Aelony attended the march as a non-participant observer and was arrested on a charge of insurrection against the state of Georgia. This charge carried the death penalty under Georgia's 1871 Anti-Treason Act. Three other CORE fieldworkers, Ralph Allen, Don Harris, and John Perdew, were arrested in Americus as well. With Aelony, this group became known as the Americus Four while they spent time on death row. Their arrest originally went unnoticed in the United States, but attracted attention in Europe and Africa. As public concern grew, awareness spread within the United States and eventually put pressure on the federal government to attend to the arrests in Georgia. The Americus Four were ultimately exonerated. Shortly afterward, he suffered a myocardial infarction and was hospitalized at Grady Hospital, by a local black physician who cared for the CORE workers. Thus, Aelony integrated the black ward at Grady Hospital. He was examined there by the famous academic cardiologist, Professor Willis Hurst, who felt his heart attack was related to his beating in Ocala, Florida. He was then advised to terminate his dangerous protest work in the deep South.

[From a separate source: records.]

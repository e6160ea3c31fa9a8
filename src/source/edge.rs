use crate::error::TranslateError;
use serde::{Deserialize, Serialize};
use std::fmt;
use std::str::FromStr;

/// One input edge of a source operation, written the way the source format
/// writes it: `producer`, `producer:port`, `producer:group:index` or `^producer`.
#[derive(Debug, Clone, PartialEq, Eq, Hash, Serialize, Deserialize)]
#[serde(try_from = "String", into = "String")]
pub struct InputRef {
    pub producer: String,
    pub group: Option<String>,
    pub index: usize,
    /// Execution-order dependency only; carries no data.
    pub control: bool,
}

impl InputRef {
    pub fn new(producer: impl Into<String>, index: usize) -> Self {
        Self { producer: producer.into(), group: None, index, control: false }
    }
}

impl FromStr for InputRef {
    type Err = TranslateError;

    fn from_str(s: &str) -> Result<Self, Self::Err> {
        let invalid = || TranslateError::InvalidEdge(s.to_string());
        if let Some(producer) = s.strip_prefix('^') {
            if producer.is_empty() {
                return Err(invalid());
            }
            return Ok(Self { producer: producer.to_string(), group: None, index: 0, control: true });
        }

        let parts: Vec<&str> = s.split(':').collect();
        let (producer, group, index) = match parts.as_slice() {
            [producer] => (*producer, None, 0),
            [producer, index] => (*producer, None, index.parse().map_err(|_| invalid())?),
            [producer, group, index] if !group.is_empty() => {
                (*producer, Some(group.to_string()), index.parse().map_err(|_| invalid())?)
            }
            _ => return Err(invalid()),
        };
        if producer.is_empty() {
            return Err(invalid());
        }
        Ok(Self { producer: producer.to_string(), group, index, control: false })
    }
}

impl TryFrom<String> for InputRef {
    type Error = TranslateError;

    fn try_from(value: String) -> Result<Self, Self::Error> {
        value.parse()
    }
}

impl From<InputRef> for String {
    fn from(edge: InputRef) -> Self {
        edge.to_string()
    }
}

impl fmt::Display for InputRef {
    fn fmt(&self, f: &mut fmt::Formatter<'_>) -> fmt::Result {
        if self.control {
            return write!(f, "^{}", self.producer);
        }
        match &self.group {
            Some(group) => write!(f, "{}:{}:{}", self.producer, group, self.index),
            None => write!(f, "{}:{}", self.producer, self.index),
        }
    }
}

#[derive(Debug, Clone, Copy, PartialEq, Eq, Hash)]
pub enum OutputMode {
    /// Every output of the operation.
    All,
    /// One output port of the operation.
    ByIndex(usize),
    /// Whatever feeds the given input slot of the operation.
    FromInputEdge(usize),
}

/// A declared model output: `op`, `op:port` or `port:op`.
#[derive(Debug, Clone, PartialEq, Eq, Hash, Serialize, Deserialize)]
#[serde(try_from = "String", into = "String")]
pub struct OutputPlace {
    pub name: String,
    pub mode: OutputMode,
}

impl OutputPlace {
    pub fn new(name: impl Into<String>, mode: OutputMode) -> Self {
        Self { name: name.into(), mode }
    }
}

impl FromStr for OutputPlace {
    type Err = TranslateError;

    fn from_str(s: &str) -> Result<Self, Self::Err> {
        let invalid = || TranslateError::InvalidOutputPlace(s.to_string());
        let place = match s.split_once(':') {
            None => Self::new(s, OutputMode::All),
            Some((port, name)) if !port.is_empty() && port.bytes().all(|b| b.is_ascii_digit()) => {
                Self::new(name, OutputMode::FromInputEdge(port.parse().map_err(|_| invalid())?))
            }
            Some((name, port)) => Self::new(name, OutputMode::ByIndex(port.parse().map_err(|_| invalid())?)),
        };
        if place.name.is_empty() || place.name.contains(':') {
            return Err(invalid());
        }
        Ok(place)
    }
}

impl TryFrom<String> for OutputPlace {
    type Error = TranslateError;

    fn try_from(value: String) -> Result<Self, Self::Error> {
        value.parse()
    }
}

impl From<OutputPlace> for String {
    fn from(place: OutputPlace) -> Self {
        place.to_string()
    }
}

impl fmt::Display for OutputPlace {
    fn fmt(&self, f: &mut fmt::Formatter<'_>) -> fmt::Result {
        match self.mode {
            OutputMode::All => f.write_str(&self.name),
            OutputMode::ByIndex(port) => write!(f, "{}:{}", self.name, port),
            OutputMode::FromInputEdge(port) => write!(f, "{}:{}", port, self.name),
        }
    }
}
//! Graph translation engine.
//!
//! Converts a source dataflow graph (operations wired by named edges, plus a
//! library of body graphs for loops and branches) into a typed IR graph.
//! Operation types are mapped through a [`TranslatorRegistry`]; types without
//! a translator survive as framework nodes, and body graphs are translated
//! once per input signature and spliced in wherever they are referenced.

pub mod batch;
pub mod config;
pub mod core;
pub mod error;
pub mod ir;
pub mod session;
pub mod source;
pub mod translator;

pub use config::SessionConfig;
pub use error::{TranslateError, TranslateResult};
pub use ir::{IrGraph, IrModel, Output};
pub use session::TranslateSession;
pub use source::SourceGraph;
pub use translator::{NamedOutput, NodeContext, TranslatorRegistry};
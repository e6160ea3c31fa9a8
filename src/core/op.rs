use crate::core::types::ConstantValue;
use serde_json::Value;
use std::collections::BTreeMap;

pub type Attributes = BTreeMap<String, Value>;

#[derive(Debug, Clone, PartialEq)]
pub enum IrOp {
    Parameter,
    Constant(ConstantValue),
    Result,
    /// Operation of the target vocabulary, as produced by a translator.
    Op { op_type: String, attrs: Attributes },
    /// Stand-in for a source operation that could not be translated.
    Framework(FrameworkOp),
}

#[derive(Debug, Clone, PartialEq)]
pub struct FrameworkOp {
    pub op_type: String,
    pub attrs: Attributes,
    /// Root cause of a failed translation. `None` for operations nobody knows how to translate.
    pub failed_conversion: Option<String>,
}

impl IrOp {
    pub fn op(op_type: impl Into<String>) -> Self {
        IrOp::Op { op_type: op_type.into(), attrs: Attributes::new() }
    }

    pub fn type_name(&self) -> &str {
        match self {
            IrOp::Parameter => "Parameter",
            IrOp::Constant(_) => "Constant",
            IrOp::Result => "Result",
            IrOp::Op { op_type, .. } => op_type,
            IrOp::Framework(_) => "FrameworkNode",
        }
    }

    pub fn is_parameter(&self) -> bool {
        matches!(self, IrOp::Parameter)
    }

    pub fn is_result(&self) -> bool {
        matches!(self, IrOp::Result)
    }

    pub fn as_framework(&self) -> Option<&FrameworkOp> {
        match self {
            IrOp::Framework(fw) => Some(fw),
            _ => None,
        }
    }
}
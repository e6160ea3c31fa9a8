pub mod op;
pub mod types;
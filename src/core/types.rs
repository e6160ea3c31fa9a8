use serde::{Deserialize, Serialize};
use std::fmt;

#[derive(Debug, Serialize, Deserialize, Clone, Copy, PartialEq, Eq, Hash, Default)]
#[serde(rename_all = "lowercase")]
pub enum ElementType {
    #[default]
    Dynamic,
    Boolean,
    F16,
    F32,
    F64,
    I8,
    I32,
    I64,
    U8,
    U32,
}

impl ElementType {
    pub fn is_static(&self) -> bool {
        !matches!(self, ElementType::Dynamic)
    }

    pub fn name(&self) -> &'static str {
        match self {
            ElementType::Dynamic => "dynamic",
            ElementType::Boolean => "boolean",
            ElementType::F16 => "f16",
            ElementType::F32 => "f32",
            ElementType::F64 => "f64",
            ElementType::I8 => "i8",
            ElementType::I32 => "i32",
            ElementType::I64 => "i64",
            ElementType::U8 => "u8",
            ElementType::U32 => "u32",
        }
    }
}

impl fmt::Display for ElementType {
    fn fmt(&self, f: &mut fmt::Formatter<'_>) -> fmt::Result {
        f.write_str(self.name())
    }
}

/// A single dimension. Serialized as an integer, `-1` meaning unknown.
#[derive(Debug, Serialize, Deserialize, Clone, Copy, PartialEq, Eq, Hash)]
#[serde(from = "i64", into = "i64")]
pub enum Dim {
    Static(usize),
    Dynamic,
}

impl Dim {
    pub fn is_static(&self) -> bool {
        matches!(self, Dim::Static(_))
    }
}

impl From<i64> for Dim {
    fn from(value: i64) -> Self {
        if value < 0 {
            Dim::Dynamic
        } else {
            Dim::Static(value as usize)
        }
    }
}

impl From<Dim> for i64 {
    fn from(dim: Dim) -> Self {
        match dim {
            Dim::Static(v) => v as i64,
            Dim::Dynamic => -1,
        }
    }
}

impl fmt::Display for Dim {
    fn fmt(&self, f: &mut fmt::Formatter<'_>) -> fmt::Result {
        match self {
            Dim::Static(v) => write!(f, "{}", v),
            Dim::Dynamic => f.write_str("?"),
        }
    }
}

/// Shape whose rank may itself be unknown (`null` in JSON).
#[derive(Debug, Serialize, Deserialize, Clone, PartialEq, Eq, Hash, Default)]
#[serde(from = "Option<Vec<Dim>>", into = "Option<Vec<Dim>>")]
pub struct PartialShape {
    dims: Option<Vec<Dim>>,
}

impl PartialShape {
    pub fn dynamic() -> Self {
        Self { dims: None }
    }

    pub fn new(dims: Vec<Dim>) -> Self {
        Self { dims: Some(dims) }
    }

    pub fn from_static(dims: &[usize]) -> Self {
        Self::new(dims.iter().map(|&d| Dim::Static(d)).collect())
    }

    pub fn rank(&self) -> Option<usize> {
        self.dims.as_ref().map(|d| d.len())
    }

    pub fn is_rank_static(&self) -> bool {
        self.rank().is_some()
    }

    pub fn is_static(&self) -> bool {
        self.dims
            .as_ref()
            .is_some_and(|dims| dims.iter().all(Dim::is_static))
    }
}

impl From<Option<Vec<Dim>>> for PartialShape {
    fn from(dims: Option<Vec<Dim>>) -> Self {
        Self { dims }
    }
}

impl From<PartialShape> for Option<Vec<Dim>> {
    fn from(shape: PartialShape) -> Self {
        shape.dims
    }
}

impl fmt::Display for PartialShape {
    fn fmt(&self, f: &mut fmt::Formatter<'_>) -> fmt::Result {
        match &self.dims {
            None => f.write_str("[...]"),
            Some(dims) => {
                let dims = dims.iter().map(|d| d.to_string()).collect::<Vec<_>>();
                write!(f, "[{}]", dims.join(","))
            }
        }
    }
}

/// Frozen tensor value of an input place.
#[derive(Debug, Serialize, Deserialize, Clone, PartialEq)]
pub struct ConstantValue {
    pub element_type: ElementType,
    #[serde(default)]
    pub shape: Vec<usize>,
    pub values: Vec<f64>,
}

impl ConstantValue {
    pub fn scalar(element_type: ElementType, value: f64) -> Self {
        Self { element_type, shape: vec![], values: vec![value] }
    }

    pub fn shape(&self) -> PartialShape {
        PartialShape::from_static(&self.shape)
    }
}
use crate::error::{TranslateError, TranslateResult};
use crate::ir::{IrGraph, Output};
use crate::session::op_map::{OpMap, resolve_flat_index};
use crate::source::{OutputMode, SourceGraph};
use petgraph::graph::NodeIndex;
use std::collections::{BTreeMap, HashSet};

/// Tensor name given to parameters and results the name registry does not know.
pub const UNUSED_NAME_MARKER: &str = "saved_model_unused";

fn recorded<'m>(op_map: &'m OpMap, operation: &str) -> TranslateResult<&'m [crate::translator::NamedOutput]> {
    op_map
        .get(operation)
        .ok_or_else(|| TranslateError::MissingOperation { name: operation.to_string() })
}

/// Results for the declared output places of `source`.
pub fn declared_results(source: &SourceGraph, op_map: &OpMap, graph: &mut IrGraph) -> TranslateResult<Vec<NodeIndex>> {
    let mut results = Vec::new();
    for place in &source.outputs {
        match place.mode {
            OutputMode::All => {
                let outputs: Vec<Output> = recorded(op_map, &place.name)?.iter().map(|o| o.port).collect();
                for (port, value) in outputs.into_iter().enumerate() {
                    results.push(graph.add_result(value, format!("{}:{}", place.name, port)));
                }
            }
            OutputMode::ByIndex(port) => {
                let value = recorded(op_map, &place.name)?
                    .get(port)
                    .map(|o| o.port)
                    .ok_or_else(|| TranslateError::OutputPort { operation: place.name.clone(), port })?;
                results.push(graph.add_result(value, place.to_string()));
            }
            OutputMode::FromInputEdge(input) => {
                let op = source
                    .operation(&place.name)
                    .ok_or_else(|| TranslateError::MissingOperation { name: place.name.clone() })?;
                let edge = op
                    .inputs
                    .get(input)
                    .filter(|edge| !edge.control)
                    .ok_or_else(|| TranslateError::InputResolution {
                        operation: op.name.clone(),
                        input,
                        producer: String::new(),
                        port: 0,
                        detail: "the operation has no data input at this slot".into(),
                    })?;
                let producer = recorded(op_map, &edge.producer)?;
                let port = match &edge.group {
                    Some(group) => resolve_flat_index(producer, group, edge.index).map_err(|e| {
                        TranslateError::InputResolution {
                            operation: op.name.clone(),
                            input,
                            producer: edge.producer.clone(),
                            port: edge.index,
                            detail: e.to_string(),
                        }
                    })?,
                    None => edge.index,
                };
                let value = producer.get(port).map(|o| o.port).ok_or_else(|| TranslateError::OutputPort {
                    operation: edge.producer.clone(),
                    port,
                })?;
                results.push(graph.add_result(value, format!("{}:{}", edge.producer, port)));
            }
        }
    }
    Ok(results)
}

/// Results for every recorded output nobody consumes.
pub fn terminal_results(op_map: &OpMap, graph: &mut IrGraph) -> Vec<NodeIndex> {
    let mut results = Vec::new();
    let mut seen = HashSet::new();
    let candidates: Vec<(usize, Output)> = op_map
        .iter()
        .flat_map(|(_, outputs)| outputs.iter().enumerate().map(|(i, o)| (i, o.port)))
        .collect();
    for (index, value) in candidates {
        if !seen.insert(value) || graph.node(value.node).op.is_result() || graph.consumer_count(value) > 0 {
            continue;
        }
        let name = format!("{}:{}", graph.node(value.node).friendly_name, index);
        results.push(graph.add_result(value, name));
    }
    results
}

/// Renames parameters after the registry entry of one of their tensor names.
/// Returns how many were renamed; the others get the unused marker.
pub fn restore_parameter_names(graph: &mut IrGraph, parameters: &[NodeIndex], registry: &BTreeMap<String, String>) -> usize {
    let mut restored = 0;
    for &param in parameters {
        let known = {
            let graph: &IrGraph = graph;
            graph
                .outputs(param)
                .into_iter()
                .flat_map(move |o| graph.tensor(o).names.iter())
                .find_map(|name| registry.get(name).cloned())
        };
        match known {
            Some(name) => {
                graph.set_node_name(&name, param);
                restored += 1;
            }
            None => {
                graph.tensor_mut(Output::new(param, 0)).names.insert(UNUSED_NAME_MARKER.to_string());
            }
        }
    }
    restored
}

/// Same as [`restore_parameter_names`] for results, looking at the tensor each result consumes.
pub fn restore_result_names(graph: &mut IrGraph, results: &[NodeIndex], registry: &BTreeMap<String, String>) -> usize {
    let mut restored = 0;
    for &result in results {
        let Some(value) = graph.input_value(result) else { continue };
        let known = graph.tensor(value).names.iter().find_map(|name| registry.get(name).cloned());
        match known {
            Some(name) => {
                graph.node_mut(result).friendly_name = name.clone();
                graph.tensor_mut(value).names.insert(name);
                restored += 1;
            }
            None => {
                graph.tensor_mut(value).names.insert(UNUSED_NAME_MARKER.to_string());
            }
        }
    }
    restored
}

/// Permutes `items` so that their names follow `names`. An empty `names` keeps the order.
pub fn reorder_by_names<T>(
    kind: &'static str,
    names: &[String],
    items: Vec<T>,
    name_of: impl Fn(&T) -> String,
) -> TranslateResult<Vec<T>> {
    if names.is_empty() {
        return Ok(items);
    }
    let error = |detail: String| TranslateError::Reorder { kind, detail };
    if names.len() != items.len() {
        return Err(error(format!(
            "{} names requested for {} {}",
            names.len(),
            items.len(),
            kind
        )));
    }

    let mut slots: Vec<Option<T>> = (0..items.len()).map(|_| None).collect();
    for item in items {
        let name = name_of(&item);
        let slot = names
            .iter()
            .position(|n| *n == name)
            .ok_or_else(|| error(format!("'{}' is not among the requested names", name)))?;
        if slots[slot].is_some() {
            return Err(error(format!("two {} are mapped to the name '{}'", kind, name)));
        }
        slots[slot] = Some(item);
    }
    Ok(slots.into_iter().flatten().collect())
}

#[cfg(test)]
mod tests {
    use super::*;
    use crate::core::types::{ElementType, PartialShape};

    fn names(list: &[&str]) -> Vec<String> {
        list.iter().map(|s| s.to_string()).collect()
    }

    #[test]
    fn reorder_follows_permutation() {
        let items = vec!["a", "b", "c"];
        let ordered = reorder_by_names("parameters", &names(&["c", "a", "b"]), items, |s| s.to_string()).unwrap();
        assert_eq!(ordered, vec!["c", "a", "b"]);
    }

    #[test]
    fn reorder_keeps_order_without_names() {
        let ordered = reorder_by_names("results", &[], vec!["b", "a"], |s| s.to_string()).unwrap();
        assert_eq!(ordered, vec!["b", "a"]);
    }

    #[test]
    fn reorder_rejects_bad_requests() {
        let wrong_len = reorder_by_names("parameters", &names(&["a"]), vec!["a", "b"], |s| s.to_string());
        assert!(matches!(wrong_len, Err(TranslateError::Reorder { .. })));

        let unknown = reorder_by_names("parameters", &names(&["a", "x"]), vec!["a", "b"], |s| s.to_string());
        assert!(unknown.unwrap_err().to_string().contains("'b' is not among"));

        let duplicate = reorder_by_names("results", &names(&["a", "b"]), vec!["a", "a"], |s| s.to_string());
        assert!(duplicate.unwrap_err().to_string().contains("two results"));
    }

    #[test]
    fn restores_known_parameter_names_and_marks_the_rest() {
        let mut graph = IrGraph::new();
        let x = graph.add_parameter(ElementType::F32, PartialShape::dynamic());
        let y = graph.add_parameter(ElementType::F32, PartialShape::dynamic());
        graph.set_node_name("serving_x", x.node);
        graph.set_node_name("serving_y", y.node);

        let registry = BTreeMap::from([("serving_x:0".to_string(), "images".to_string())]);
        assert_eq!(restore_parameter_names(&mut graph, &[x.node, y.node], &registry), 1);
        assert_eq!(graph.node(x.node).friendly_name, "images");
        assert!(graph.tensor(x).names.contains("images"));
        assert!(graph.tensor(y).names.contains(UNUSED_NAME_MARKER));
    }

    #[test]
    fn restores_result_names_from_consumed_tensor() {
        let mut graph = IrGraph::new();
        let x = graph.add_parameter(ElementType::F32, PartialShape::dynamic());
        graph.set_node_name("logits", x.node);
        let result = graph.add_result(x, "logits:0");

        let registry = BTreeMap::from([("logits".to_string(), "scores".to_string())]);
        assert_eq!(restore_result_names(&mut graph, &[result], &registry), 1);
        assert_eq!(graph.node(result).friendly_name, "scores");
        assert!(graph.tensor(x).names.contains("scores"));
    }
}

== Later life and death ==
Aelony continued to be politically active in his hometown of Minneapolis throughout his life. He worked on the political campaign of Keith Ellison, a Muslim who ran for Congress on a peace platform. In 2006, Ellison became the first Muslim elected to Congress; he was also the first African-American from Minnesota to be elected to the House of Representatives.

Aelony died of metastatic colon cancer on November 1, 2009, at his home. He was 71 years old.